Download or read book South Asia written by Taylor & Francis Group and published by Routledge. This book was released on 2021-11-25 with total page 152 pages. Available in PDF, EPUB and Kindle. Book excerpt: Post-colonial and post-partition South Asia, one of the fastest-growing and yet one of the least integrated regions of the world, is marked by both optimism and pessimism. This intriguing dichotomy of strength and weakness, security and insecurity, hope and fear, connections and disconnects underpins South Asia's regionalism conundrum and gives birth to borders and boundaries - both material and mental - with a complex territoriality.
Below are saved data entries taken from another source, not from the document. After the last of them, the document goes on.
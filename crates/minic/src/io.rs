//! I/O seams for the built-in library.
//!
//! `printf` output flows through [`PrintWriter`] and `scanf`/`getchar` input
//! through [`InputReader`], so programs are fully testable without a
//! terminal. The default implementations talk to the real stdin/stdout.

use std::io::{self, BufRead, Read, Write as _};

use crate::error::{CodeLoc, Exception, RunResult};

/// Trait for handling output from the `printf` built-in.
///
/// Implement this to capture or redirect program output. The default
/// implementation [`StdPrint`] writes to stdout.
pub trait PrintWriter {
    /// Called with the fully formatted text of one `printf` call.
    fn stdout_write(&mut self, output: &str) -> RunResult<()>;
}

/// Default `PrintWriter` that buffers and writes to stdout.
///
/// Output is buffered and flushed when the writer is dropped, so diagnostics
/// on stderr are not interleaved into partially written lines.
#[derive(Debug, Default)]
pub struct StdPrint {
    buffer: String,
}

impl StdPrint {
    #[must_use]
    pub fn new() -> Self {
        Self::default()
    }
}

impl PrintWriter for StdPrint {
    fn stdout_write(&mut self, output: &str) -> RunResult<()> {
        self.buffer.push_str(output);
        Ok(())
    }
}

impl Drop for StdPrint {
    fn drop(&mut self) {
        if self.buffer.is_empty() {
            return;
        }
        let _ = io::stdout().write_all(self.buffer.as_bytes());
        let _ = io::stdout().flush();
        self.buffer.clear();
    }
}

/// A `PrintWriter` that collects all output into a string.
///
/// Useful for testing or capturing program output programmatically.
#[derive(Debug, Default)]
pub struct CollectStringPrint(String);

impl CollectStringPrint {
    #[must_use]
    pub fn new() -> Self {
        Self::default()
    }

    /// Returns the collected output so far.
    #[must_use]
    pub fn output(&self) -> &str {
        &self.0
    }

    /// Consumes the writer and returns the collected output.
    #[must_use]
    pub fn into_output(self) -> String {
        self.0
    }
}

impl PrintWriter for CollectStringPrint {
    fn stdout_write(&mut self, output: &str) -> RunResult<()> {
        self.0.push_str(output);
        Ok(())
    }
}

/// `PrintWriter` that ignores all output.
#[derive(Debug, Default)]
pub struct NoPrint;

impl PrintWriter for NoPrint {
    fn stdout_write(&mut self, _output: &str) -> RunResult<()> {
        Ok(())
    }
}

/// Trait supplying input to `scanf` and `getchar`.
pub trait InputReader {
    /// Reads the next whitespace-separated field, or `None` at end of input.
    fn read_field(&mut self) -> RunResult<Option<String>>;

    /// Reads a single byte, or `None` at end of input.
    fn read_char(&mut self) -> RunResult<Option<u8>>;
}

fn input_error(err: &io::Error, position: CodeLoc) -> Exception {
    Exception::runtime(format!("Failed to read input: {err}"), position)
}

/// Default `InputReader` backed by stdin.
#[derive(Debug, Default)]
pub struct StdInput {
    /// Fields read but not yet consumed from the current line.
    pending: Vec<String>,
}

impl StdInput {
    #[must_use]
    pub fn new() -> Self {
        Self::default()
    }
}

impl InputReader for StdInput {
    fn read_field(&mut self) -> RunResult<Option<String>> {
        loop {
            if !self.pending.is_empty() {
                return Ok(Some(self.pending.remove(0)));
            }
            let mut line = String::new();
            let read = io::stdin()
                .lock()
                .read_line(&mut line)
                .map_err(|e| input_error(&e, CodeLoc::new(0, 0)))?;
            if read == 0 {
                return Ok(None);
            }
            self.pending.extend(line.split_whitespace().map(str::to_owned));
        }
    }

    fn read_char(&mut self) -> RunResult<Option<u8>> {
        let mut byte = [0u8; 1];
        let read = io::stdin()
            .lock()
            .read(&mut byte)
            .map_err(|e| input_error(&e, CodeLoc::new(0, 0)))?;
        Ok((read == 1).then_some(byte[0]))
    }
}

/// `InputReader` over a fixed string, for tests and embedding.
#[derive(Debug)]
pub struct StrInput {
    data: Vec<u8>,
    cursor: usize,
}

impl StrInput {
    #[must_use]
    pub fn new(data: &str) -> Self {
        Self {
            data: data.as_bytes().to_vec(),
            cursor: 0,
        }
    }
}

impl InputReader for StrInput {
    fn read_field(&mut self) -> RunResult<Option<String>> {
        while self.cursor < self.data.len() && self.data[self.cursor].is_ascii_whitespace() {
            self.cursor += 1;
        }
        if self.cursor >= self.data.len() {
            return Ok(None);
        }
        let start = self.cursor;
        while self.cursor < self.data.len() && !self.data[self.cursor].is_ascii_whitespace() {
            self.cursor += 1;
        }
        Ok(Some(String::from_utf8_lossy(&self.data[start..self.cursor]).into_owned()))
    }

    fn read_char(&mut self) -> RunResult<Option<u8>> {
        if self.cursor >= self.data.len() {
            return Ok(None);
        }
        let byte = self.data[self.cursor];
        self.cursor += 1;
        Ok(Some(byte))
    }
}
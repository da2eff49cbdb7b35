//! The runtime numeric value: an unsigned 32-bit integer with C-style
//! modular arithmetic.
//!
//! All arithmetic wraps on overflow, division truncates, comparisons yield
//! 0 or 1, and boolean coercion is "nonzero". Division and modulo by zero are
//! the only failing operations; the evaluator attaches the source position to
//! the error.

use std::fmt;
use std::ops::{Add, AddAssign, Mul, Sub, SubAssign};

use serde::{Deserialize, Serialize};

use crate::ast::Operator;

/// Error produced by a numeric operation, before the evaluator attaches a
/// source position.
#[derive(Debug, Clone, Copy, PartialEq, Eq)]
pub(crate) enum NumericError {
    DivisionByZero,
    ModuloByZero,
}

impl fmt::Display for NumericError {
    fn fmt(&self, f: &mut fmt::Formatter<'_>) -> fmt::Result {
        match self {
            Self::DivisionByZero => write!(f, "Division by zero"),
            Self::ModuloByZero => write!(f, "Modulo by zero"),
        }
    }
}

/// A fixed-width unsigned 32-bit value with wraparound semantics.
#[derive(Debug, Clone, Copy, Default, PartialEq, Eq, Hash, Serialize, Deserialize)]
pub struct Number(u32);

impl Number {
    pub const ZERO: Self = Self(0);
    pub const ONE: Self = Self(1);

    #[must_use]
    pub fn new(value: u32) -> Self {
        Self(value)
    }

    #[must_use]
    pub fn value(self) -> u32 {
        self.0
    }

    /// Boolean coercion: any nonzero value is true.
    #[must_use]
    pub fn truthy(self) -> bool {
        self.0 != 0
    }

    /// Logical negation: 1 for zero, 0 otherwise.
    #[must_use]
    pub fn not(self) -> Self {
        Self(u32::from(self.0 == 0))
    }

    /// Two's-complement negation, i.e. `0 - self` with wraparound.
    #[must_use]
    pub fn neg(self) -> Self {
        Self(self.0.wrapping_neg())
    }

    fn from_bool(value: bool) -> Self {
        Self(u32::from(value))
    }

    /// Applies a binary operator. Comparison operators yield 0 or 1; the
    /// logical operators are not handled here because the evaluator
    /// short-circuits them before both operands exist.
    pub(crate) fn binary(self, op: Operator, other: Self) -> Result<Self, NumericError> {
        let result = match op {
            Operator::Add => self + other,
            Operator::Sub => self - other,
            Operator::Mult => self * other,
            Operator::Div => {
                if other.0 == 0 {
                    return Err(NumericError::DivisionByZero);
                }
                Self(self.0 / other.0)
            }
            Operator::Mod => {
                if other.0 == 0 {
                    return Err(NumericError::ModuloByZero);
                }
                Self(self.0 % other.0)
            }
            Operator::Lt => Self::from_bool(self.0 < other.0),
            Operator::LtE => Self::from_bool(self.0 <= other.0),
            Operator::Gt => Self::from_bool(self.0 > other.0),
            Operator::GtE => Self::from_bool(self.0 >= other.0),
            Operator::Eq => Self::from_bool(self.0 == other.0),
            Operator::NotEq => Self::from_bool(self.0 != other.0),
            Operator::BitAnd => Self(self.0 & other.0),
            Operator::BitOr => Self(self.0 | other.0),
            Operator::BitXor => Self(self.0 ^ other.0),
            // Short-circuit forms reduce to truthiness of the decisive operand.
            Operator::And => Self::from_bool(self.truthy() && other.truthy()),
            Operator::Or => Self::from_bool(self.truthy() || other.truthy()),
        };
        Ok(result)
    }
}

impl Add for Number {
    type Output = Self;

    fn add(self, other: Self) -> Self {
        Self(self.0.wrapping_add(other.0))
    }
}

impl AddAssign for Number {
    fn add_assign(&mut self, other: Self) {
        *self = *self + other;
    }
}

impl Sub for Number {
    type Output = Self;

    fn sub(self, other: Self) -> Self {
        Self(self.0.wrapping_sub(other.0))
    }
}

impl SubAssign for Number {
    fn sub_assign(&mut self, other: Self) {
        *self = *self - other;
    }
}

impl Mul for Number {
    type Output = Self;

    fn mul(self, other: Self) -> Self {
        Self(self.0.wrapping_mul(other.0))
    }
}

impl From<u32> for Number {
    fn from(value: u32) -> Self {
        Self(value)
    }
}

impl fmt::Display for Number {
    fn fmt(&self, f: &mut fmt::Formatter<'_>) -> fmt::Result {
        write!(f, "{}", self.0)
    }
}

#[cfg(test)]
mod tests {
    use super::*;

    #[test]
    fn addition_wraps_modulo_2_pow_32() {
        assert_eq!(Number::new(u32::MAX) + Number::ONE, Number::ZERO);
        assert_eq!(Number::new(0xffff_fff0) + Number::new(0x20), Number::new(0x10));
    }

    #[test]
    fn subtraction_wraps_below_zero() {
        assert_eq!(Number::new(2) - Number::new(5), Number::new(u32::MAX - 2));
    }

    #[test]
    fn division_truncates() {
        let q = Number::new(7).binary(Operator::Div, Number::new(2)).unwrap();
        assert_eq!(q, Number::new(3));
    }

    #[test]
    fn division_by_zero_fails() {
        assert_eq!(
            Number::new(1).binary(Operator::Div, Number::ZERO),
            Err(NumericError::DivisionByZero)
        );
        assert_eq!(
            Number::new(1).binary(Operator::Mod, Number::ZERO),
            Err(NumericError::ModuloByZero)
        );
    }

    #[test]
    fn comparisons_yield_zero_or_one() {
        assert_eq!(Number::new(2).binary(Operator::Lt, Number::new(3)).unwrap(), Number::ONE);
        assert_eq!(Number::new(3).binary(Operator::Lt, Number::new(3)).unwrap(), Number::ZERO);
        assert_eq!(Number::new(3).binary(Operator::Eq, Number::new(3)).unwrap(), Number::ONE);
    }

    #[test]
    fn logical_not_and_truthiness() {
        assert_eq!(Number::ZERO.not(), Number::ONE);
        assert_eq!(Number::new(17).not(), Number::ZERO);
        assert!(Number::new(17).truthy());
        assert!(!Number::ZERO.truthy());
    }
}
The Janus-faced nature of South Asian borderlands - the inward nationalizing impulses entangled with the outward regional frontier-orientations - is a stark reminder that history of mobility in this eco-geographical region is much older than the history of territoriality and colonial cartography and ethnography. This collection of meticulously researched, theoretically informed, case studies from South Asia provides useful insights into bordering, ordering and othering narratives as practices and performances that are intricately entangled with identity politics and security discourses. It shows how a sharper focus on subterranean subregionalism(s), border communities, popular geopolitics of enmity, and transborder challenges to sustainability, could open up spaces for new multiple (re)imaginings of borders at diverse scales and sights including sub-urban neighbourhoods, school textbooks/cinema and trans-border conservation initiatives. The chapters in this edited volume have been contributed by both renowned as well as young emerging scholars, looking into the borders and boundaries in South Asia. Each chapter offers new perspectives and insights into themes like trans-Himalayan borderlands, India-Pakistan physical and mental borders, Afghanistan-Pakistan border and numerous social boundaries that we see in everyday South Asia. The chapters in this book were originally published as a special issue of the Journal of Borderlands Studies.

Modern South Asia

Download Modern South Asia PDF Online Free

Author :
Publisher : Psychology Press
ISBN 13 : 9780415307871
Total Pages : 276 pages
Book Rating : 4.3/5 (78 download)

DOWNLOAD NOW!


Book Synopsis Modern South Asia by : Sugata Bose

Download or read book Modern South Asia written by Sugata Bose and published by Psychology Press. This book was released on 2004 with total page 276 pages. Available in PDF, EPUB and Kindle. Book excerpt: A wide-ranging survey of the Indian sub-continent, Modern South Asia gives an enthralling account of South Asian history. After sketching the pre-modern history of the subcontinent, the book concentrates on the last three centuries from c.1700 to the present. Jointly written by two leading Indian and Pakistani historians, Modern South Asia offers a rare depth of understanding of the social, economic and political realities of this region. This comprehensive study includes detailed discussions of: the structure and ideology of the British raj; the meaning of subaltern resistance; the refashioning of social relations along lines of caste class, community and gender; and the state and economy, society and politics of post-colonial South Asia The new edition includes a rewritten, accessible introduction and a chapter by chapter revision to take into account recent research. The second edition will also bring the book completely up to date with a chapter on the period from 1991 to 2002 and adiscussion of the last millennium in sub-continental history.